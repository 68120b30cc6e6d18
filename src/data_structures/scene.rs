//! Scene data model: textures, meshes, materials, objects, instance groups
//! and stages, all stored in append-only pools and referenced by handles.
//!
//! Nothing in here touches the GPU. The [`crate::render::Renderer`] uploads
//! pool contents on demand and resolves handles at draw time.

use cgmath::{Matrix4, Vector3, Zero};

use crate::data_structures::pool::{Handle, Pool};

/// CPU-side texture record. Pixel data is owned here until the renderer
/// uploads it.
#[derive(Clone, Debug, Default)]
pub struct Texture {
    pub width: u32,
    pub height: u32,
    pub channels: u32,
    pub use_nearest: bool,
    pub use_mipmaps: bool,
    pub pixels: Vec<u8>,
}

/// Interleaving layout of a custom vertex buffer.
#[derive(Clone, Copy, Debug, Default, PartialEq, Eq)]
pub enum MeshFormat {
    /// 8 floats per vertex: position (3), normal (3), uv (2).
    #[default]
    PositionNormalUv,
}

impl MeshFormat {
    /// Floats per vertex for this layout.
    pub fn stride(self) -> usize {
        match self {
            MeshFormat::PositionNormalUv => 8,
        }
    }
}

/// Tagged union over mesh representations. Only custom buffers exist today;
/// the enum leaves the geometry-pass dispatch untouched when more arrive.
#[derive(Clone, Debug)]
pub enum MeshKind {
    Custom {
        vertices: Vec<f32>,
        indices: Vec<u32>,
        vertex_count: usize,
        index_count: usize,
        format: MeshFormat,
    },
}

#[derive(Clone, Debug)]
pub struct Mesh {
    pub kind: MeshKind,
}

impl Default for Mesh {
    fn default() -> Self {
        Self {
            kind: MeshKind::Custom {
                vertices: Vec::new(),
                indices: Vec::new(),
                vertex_count: 0,
                index_count: 0,
                format: MeshFormat::PositionNormalUv,
            },
        }
    }
}

/// Material record for the PBR pipeline, with the legacy scalar fields the
/// secondary shading mode still reads.
#[derive(Clone, Debug)]
pub struct Material {
    pub albedo: Vector3<f32>,
    pub emission: Vector3<f32>,
    pub roughness: f32,
    pub metallic: f32,
    pub fresnel: f32,

    pub albedo_texture: Option<Handle<Texture>>,
    pub roughness_texture: Option<Handle<Texture>>,
    pub metallic_texture: Option<Handle<Texture>>,
    pub normal_texture: Option<Handle<Texture>>,
    pub emission_texture: Option<Handle<Texture>>,

    // Legacy shading mode.
    pub kd: Vector3<f32>,
    pub ka: Vector3<f32>,
    pub ks: Vector3<f32>,
    pub shininess: f32,
    pub specular_texture: Option<Handle<Texture>>,
}

impl Default for Material {
    fn default() -> Self {
        Self {
            albedo: Vector3::new(1.0, 1.0, 1.0),
            emission: Vector3::zero(),
            roughness: 1.0,
            metallic: 0.0,
            fresnel: 0.04,
            albedo_texture: None,
            roughness_texture: None,
            metallic_texture: None,
            normal_texture: None,
            emission_texture: None,
            kd: Vector3::zero(),
            ka: Vector3::zero(),
            ks: Vector3::zero(),
            shininess: 0.0,
            specular_texture: None,
        }
    }
}

/// A renderable pairing of mesh and material, with optional LOD meshes.
#[derive(Clone, Debug, Default)]
pub struct Object {
    pub mesh: Handle<Mesh>,
    pub material: Handle<Material>,
    pub mesh_lod: Vec<Handle<Mesh>>,
}

/// One object drawn once per world transform, sharing one bound
/// mesh/material across the whole group.
#[derive(Clone, Debug, Default)]
pub struct InstanceGroup {
    pub object: Handle<Object>,
    pub transforms: Vec<Matrix4<f32>>,
}

/// One renderable scene state: objects, instances, camera and environment.
#[derive(Clone, Debug)]
pub struct Stage {
    pub objects: Pool<Object>,
    pub instances: Pool<InstanceGroup>,
    pub sky_texture: Option<Handle<Texture>>,
    pub cam_pos: Vector3<f32>,
    pub cam_dir: Vector3<f32>,
}

impl Default for Stage {
    fn default() -> Self {
        Self {
            objects: Pool::new(),
            instances: Pool::new(),
            sky_texture: None,
            cam_pos: Vector3::zero(),
            cam_dir: Vector3::new(0.0, 0.0, -1.0),
        }
    }
}

impl Stage {
    pub fn add_object(&mut self) -> Handle<Object> {
        self.objects.add()
    }

    pub fn add_instance_group(&mut self) -> Handle<InstanceGroup> {
        self.instances.add()
    }
}

/// Global asset tables plus the stage list. A scene always owns at least
/// one stage so that `current_stage()` can uphold its contract.
#[derive(Clone, Debug)]
pub struct Scene {
    pub textures: Pool<Texture>,
    pub meshes: Pool<Mesh>,
    pub materials: Pool<Material>,
    pub stages: Pool<Stage>,
    current_stage: usize,
}

impl Scene {
    pub fn new() -> Self {
        let mut stages = Pool::new();
        stages.add();
        Self {
            textures: Pool::new(),
            meshes: Pool::new(),
            materials: Pool::new(),
            stages,
            current_stage: 0,
        }
    }

    pub fn add_texture(&mut self, texture: Texture) -> Handle<Texture> {
        self.textures.push(texture)
    }

    pub fn add_mesh(&mut self) -> Handle<Mesh> {
        self.meshes.add()
    }

    pub fn add_material(&mut self) -> Handle<Material> {
        self.materials.add()
    }

    pub fn add_stage(&mut self) -> Handle<Stage> {
        self.stages.add()
    }

    pub fn current_stage_index(&self) -> usize {
        self.current_stage
    }

    pub fn set_current_stage(&mut self, handle: Handle<Stage>) {
        self.current_stage = handle.index();
    }

    /// The stage the renderer draws this frame. Aborts if the current-stage
    /// index no longer points at a stage.
    pub fn current_stage(&self) -> &Stage {
        assert!(
            self.current_stage < self.stages.len(),
            "invalid current stage {} of {}",
            self.current_stage,
            self.stages.len()
        );
        self.stages.get(Handle::new(self.current_stage))
    }

    pub fn current_stage_mut(&mut self) -> &mut Stage {
        assert!(
            self.current_stage < self.stages.len(),
            "invalid current stage {} of {}",
            self.current_stage,
            self.stages.len()
        );
        self.stages.get_mut(Handle::new(self.current_stage))
    }
}

impl Default for Scene {
    fn default() -> Self {
        Self::new()
    }
}

/// Convenience constructor for a unit quad in the X/Z plane, interleaved in
/// the default mesh format. Handy for tests and simple ground planes.
pub fn unit_quad_mesh() -> Mesh {
    #[rustfmt::skip]
    let vertices: Vec<f32> = vec![
        0.0, 0.0, 0.0,  0.0, 1.0, 0.0,  0.0, 0.0,
        0.0, 0.0, 1.0,  0.0, 1.0, 0.0,  0.0, 1.0,
        1.0, 0.0, 1.0,  0.0, 1.0, 0.0,  1.0, 1.0,
        1.0, 0.0, 0.0,  0.0, 1.0, 0.0,  1.0, 0.0,
    ];
    let indices: Vec<u32> = vec![0, 1, 2, 2, 3, 0];
    Mesh {
        kind: MeshKind::Custom {
            vertex_count: 4,
            index_count: 6,
            vertices,
            indices,
            format: MeshFormat::PositionNormalUv,
        },
    }
}

#[cfg(test)]
mod tests {
    use super::*;

    #[test]
    fn fresh_scene_has_one_stage_and_current_index_zero() {
        let scene = Scene::new();
        assert_eq!(scene.stages.len(), 1);
        assert_eq!(scene.current_stage_index(), 0);
        // Must not abort on a fresh scene.
        let stage = scene.current_stage();
        assert!(stage.objects.is_empty());
        assert!(stage.sky_texture.is_none());
    }

    #[test]
    fn entities_keep_creation_time_values() {
        let mut scene = Scene::new();
        let tex = scene.add_texture(Texture {
            width: 2,
            height: 2,
            channels: 3,
            pixels: vec![0; 12],
            ..Default::default()
        });
        let mat = scene.add_material();
        scene.materials.get_mut(mat).albedo_texture = Some(tex);

        for _ in 0..10 {
            scene.add_material();
            scene.add_mesh();
        }

        assert_eq!(scene.textures.get(tex).width, 2);
        assert_eq!(scene.materials.get(mat).albedo_texture, Some(tex));
        assert_eq!(scene.materials.get(mat).albedo.x, 1.0);
    }

    #[test]
    fn unit_quad_matches_default_format() {
        let mesh = unit_quad_mesh();
        let MeshKind::Custom {
            vertices,
            indices,
            vertex_count,
            index_count,
            format,
        } = mesh.kind;
        assert_eq!(format, MeshFormat::PositionNormalUv);
        assert_eq!(vertices.len(), vertex_count * format.stride());
        assert_eq!(indices.len(), index_count);
    }
}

→ **WHAT YOU WILL DO**:
Using the records above, report each line that contains the word "with" by copying it.

→ **WRITTEN SOLUTION**:
/// Material record for the PBR pipeline, with the legacy scalar fields the
/// A renderable pairing of mesh and material, with optional LOD meshes.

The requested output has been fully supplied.